It is said by Mr. Justice McLean, in his dissenting opinion in Scott v. Sandford, 19 How. 533, that:
‘On the question of citizenship it must be admitted that we have not been very fastidious. Under the late treaty with Mexico, we have made citizens of all grades, combinations, and colors. The same was done in the admission of Louisiana and Florida. No one ever doubted, and no court ever held, that the people of these territories did not become citizens under the treaty. They have exercised all the rights of citizens under the treaty. They have exercised all the rights of citizens, without being naturalized under the acts of congress.‘
Upon articles 8 and 9 of the treaty of Guadalupe-Hidalgo a similar construction has been placed by the supreme court of California. *352 People v. De La Guerra, 40 Cal. 311. See, also, Morse, Citizenship, Sec. 94.
On September 9, 1850, congress passed three acts having more or less bearing upon the question under discussion, to wit, the act for the admission of California into the Union (9 Stat. 452), and the acts establishing territorial governments for New Mexico and Utah (9 Stat. 446, 453). By the act admitting California, Mexicans who were recognized as citizens by the treaty of Guadalupe-Hidalgo became citizens of the new state. See authorities above referred to.
Section 5 of the act ‘to establish a territorial government for Utah,‘ which adopts literally the language of section 6 of the New Mexico act, provides as follows:
‘And be it further enacted, that every free white male inhabitant above the age of twenty-one years, who shall have been a resident of said territory at the time of the passage of this act, shall be entitled to vote at the first election, and shall be eligible to any office within the said territory; but the qualifications of voters and of holding office, at all subsequent elections, shall be such as shall be prescribed by the legislative assembly: provided, that the right of suffrage and of holding office shall be exercised only by the citizens of the United States, including those recognized as citizens by the treaty with the republic of Mexico, concluded February second, eighteen hundred and forty-eight.‘
It has been shown that Mexicans (and the term includes all Mexicans, without discrimination as to color) who remained in the ceded territory, and who failed to declare their intention within one year to remain Mexican citizens, became, by virtue of the stipulations of the treaty of February 2, 1848, citizens of the United States. Whether congress intended to include Mexicans in the expression ‘white male inhabitants,‘ as employed in the territorial acts above mentioned, may admit of question. But it is entirely clear, whatever meaning may be attached to those words, that the language of the acts explicitly recognized Mexicans who remained in the ceded territory, and who did not renounce their Mexican citizenship within one year, as citizens of the United States, and conferred upon them the elective franchise, and the important and valuable right to hold office. It is equally true that by article 5 of the treaty between the United States and Mexico proclaimed June 30, 1854, known as the ‘Gadsden Treaty,‘ Mexicans who remained within the territory ceded by Mexico to the United States in article 1 of the treaty, and who failed to renounce their Mexican citizenship within a year, became citizens of the United States.
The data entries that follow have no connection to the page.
// src/db/memory.rs
// DOCUMENTATION: In-memory document store
// PURPOSE: Run without PostgreSQL (local development, tests)

use crate::db::{Document, DocumentStore, Filter, StoreError, ID_KEY};
use async_trait::async_trait;
use serde_json::Value;
use std::collections::HashMap;
use std::sync::RwLock;
use uuid::Uuid;

/// In-memory store
/// DOCUMENTATION: Collections are insertion-ordered vectors keyed by name.
/// Nothing survives a restart.
#[derive(Debug)]
pub struct InMemoryStore {
    data: RwLock<MemoryData>,
}

#[derive(Debug)]
struct MemoryData {
    collections: HashMap<String, Vec<Document>>,
    is_healthy: bool,
}

impl Default for InMemoryStore {
    fn default() -> Self {
        Self::new()
    }
}

impl InMemoryStore {
    pub fn new() -> Self {
        Self {
            data: RwLock::new(MemoryData {
                collections: HashMap::new(),
                is_healthy: true,
            }),
        }
    }

    /// Toggle availability; an unhealthy store fails every operation
    #[cfg(test)]
    pub fn set_healthy(&self, healthy: bool) {
        if let Ok(mut data) = self.data.write() {
            data.is_healthy = healthy;
        }
    }

    /// Number of documents in a collection
    #[cfg(test)]
    pub fn count(&self, collection: &str) -> usize {
        self.data
            .read()
            .map(|data| data.collections.get(collection).map_or(0, Vec::len))
            .unwrap_or(0)
    }

    fn read(&self) -> Result<std::sync::RwLockReadGuard<'_, MemoryData>, StoreError> {
        let data = self
            .data
            .read()
            .map_err(|e| StoreError::Unavailable(e.to_string()))?;
        if !data.is_healthy {
            return Err(StoreError::Unavailable("in-memory store marked down".into()));
        }
        Ok(data)
    }

    fn write(&self) -> Result<std::sync::RwLockWriteGuard<'_, MemoryData>, StoreError> {
        let data = self
            .data
            .write()
            .map_err(|e| StoreError::Unavailable(e.to_string()))?;
        if !data.is_healthy {
            return Err(StoreError::Unavailable("in-memory store marked down".into()));
        }
        Ok(data)
    }
}

#[async_trait]
impl DocumentStore for InMemoryStore {
    async fn create_document(
        &self,
        collection: &str,
        mut document: Document,
    ) -> Result<String, StoreError> {
        let id = Uuid::new_v4().to_string();
        document.insert(ID_KEY.to_string(), Value::String(id.clone()));

        let mut data = self.write()?;
        data.collections
            .entry(collection.to_string())
            .or_default()
            .push(document);

        log::debug!("Stored document {} in {}", id, collection);
        Ok(id)
    }

    async fn get_documents(
        &self,
        collection: &str,
        filter: &Filter,
        limit: Option<i64>,
    ) -> Result<Vec<Document>, StoreError> {
        let data = self.read()?;
        let limit = limit.map_or(usize::MAX, |l| usize::try_from(l).unwrap_or(0));

        Ok(data
            .collections
            .get(collection)
            .map(|docs| {
                docs.iter()
                    .filter(|doc| filter.matches(doc))
                    .take(limit)
                    .cloned()
                    .collect()
            })
            .unwrap_or_default())
    }

    async fn list_collections(&self) -> Result<Vec<String>, StoreError> {
        let data = self.read()?;
        let mut names: Vec<String> = data
            .collections
            .iter()
            .filter(|(_, docs)| !docs.is_empty())
            .map(|(name, _)| name.clone())
            .collect();
        names.sort();
        Ok(names)
    }

    fn backend(&self) -> &'static str {
        "memory"
    }
}

#[cfg(test)]
mod tests {
    use super::*;
    use serde_json::json;
    use tokio_test::{assert_err, assert_ok};

    fn doc(value: Value) -> Document {
        match value {
            Value::Object(map) => map,
            _ => panic!("not an object"),
        }
    }

    #[tokio::test]
    async fn test_create_assigns_id() {
        let store = InMemoryStore::new();
        let id = assert_ok!(store.create_document("place", doc(json!({"name": "Hampi"}))).await);

        let docs = assert_ok!(store.get_documents("place", &Filter::All, None).await);
        assert_eq!(docs.len(), 1);
        assert_eq!(docs[0].get(ID_KEY), Some(&Value::String(id)));
        assert_eq!(docs[0].get("name"), Some(&json!("Hampi")));
    }

    #[tokio::test]
    async fn test_insertion_order_and_limit() {
        let store = InMemoryStore::new();
        for name in ["a", "b", "c"] {
            assert_ok!(store.create_document("place", doc(json!({"name": name}))).await);
        }

        let docs = assert_ok!(store.get_documents("place", &Filter::All, Some(2)).await);
        let names: Vec<_> = docs.iter().map(|d| d["name"].clone()).collect();
        assert_eq!(names, vec![json!("a"), json!("b")]);

        let none = assert_ok!(store.get_documents("place", &Filter::All, Some(0)).await);
        assert!(none.is_empty());
    }

    #[tokio::test]
    async fn test_collections_are_separate() {
        let store = InMemoryStore::new();
        assert_ok!(store.create_document("place", doc(json!({"name": "x"}))).await);
        assert_ok!(store.create_document("user", doc(json!({"name": "y"}))).await);

        assert_eq!(store.count("place"), 1);
        assert_eq!(store.count("user"), 1);
        assert_eq!(store.count("missing"), 0);

        let names = assert_ok!(store.list_collections().await);
        assert_eq!(names, vec!["place".to_string(), "user".to_string()]);
    }

    #[tokio::test]
    async fn test_filter_applied() {
        let store = InMemoryStore::new();
        assert_ok!(
            store
                .create_document("place", doc(json!({"name": "Mysore Palace", "category": "Palace"})))
                .await
        );
        assert_ok!(
            store
                .create_document("place", doc(json!({"name": "Gol Gumbaz", "category": "Monument"})))
                .await
        );

        let docs = assert_ok!(
            store
                .get_documents("place", &Filter::equals("category", "Palace"), None)
                .await
        );
        assert_eq!(docs.len(), 1);
        assert_eq!(docs[0]["name"], json!("Mysore Palace"));
    }

    #[tokio::test]
    async fn test_unhealthy_store_fails() {
        let store = InMemoryStore::new();
        store.set_healthy(false);

        let err = assert_err!(store.get_documents("place", &Filter::All, None).await);
        assert!(matches!(err, StoreError::Unavailable(_)));
        assert_err!(store.create_document("place", Document::new()).await);

        store.set_healthy(true);
        assert_ok!(store.list_collections().await);
    }
}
The next act affecting the question of citizenship to which attention will be directed is the fourteenth amendment of the constitution, declared to be part of the organic law, by resolution of congress, July 21, 1868 (15 Stat. 709, 711). By this amendment, which completely overthrew the last remaining vestige of the doctrine announced in Scott v. Sandford, 19 How. 393, touching the question of citizenship of the African, and invested the native-born negro with the rights of an American citizen (Slaughterhouse Cases, 16 Wall. 36; Elk v. Wilkins, 112 U.S. 101, 5 Sup.Ct. 41; Strauder v. West Virginia, 100 U.S. 306-308; In re Look Tin Sing, 21 Fed. 909), it is provided:
*353 ‘All persons born or naturalized in the United States, and subject to the jurisdiction thereof, are citizens of the United States and of the state wherein they reside.‘
See, also, Rev. St. Sec. 1992.
While this amendment, as held in the authorities last cited, was intended primarily for the benefit of the negro race, it also confers the right of citizenship upon persons of all other races, white, yellow, or red, born or naturalized in the United States, and ‘subject to the jurisdiction thereof.‘ The language has been held to embrace even Chinese, to whom the laws of naturalization do not extend. In re Look Tin Sing, supra; Gee Fook Sing v. U.S., 1 C.C.A.211, 49 Fed. 146; Ex parte Chin King, 35 Fed. 354; In re Yung Sing Hee, 36 Fed. 437; In re Wong Kim Ark, 71 Fed. 382. Mexicans, therefore, born in the United States, and who, at the date of birth, were subject to the jurisdiction of our government,— as all were, except children of diplomatic officers, and a few others, not necessary in this connection to notice (In re Look Tin Sing, supra),— are citizens of the United States and of the state wherein they reside. The intimation in some of the briefs of counsel that Elk v. Wilkins, 112 U.S. 94, 5 Sup.Ct. 41, excludes Mexicans from citizenship, is not maintainable. That case refers exclusively to tribal Indians born and residing within the territory forming a part of the United States. The following extract taken from the syllabus of the case will disclose the point decided:
‘An Indian, born a member of one of the Indian tribes within the United States, which still exists and is recognized as a tribe by the government of the United States, who has voluntarily separated himself from his tribe, and taken up his residence among the white citizens of a state, but who has not been naturalized or taxed or recognized as a citizen either by the United States or by the state, is not a citizen of the United States, within the meaning of the first section of the fourteenth article of amendment of the constitution.‘
In a word, Elk’s severance of his tribal relations had not been accepted by the United States, and, within the meaning of the amendment, he was not regarded as having been born ‘subject to the jurisdiction thereof.‘ The dissimilarity between the Elk Case and the one at bar is so pronounced that further reference to it is not deemed essential.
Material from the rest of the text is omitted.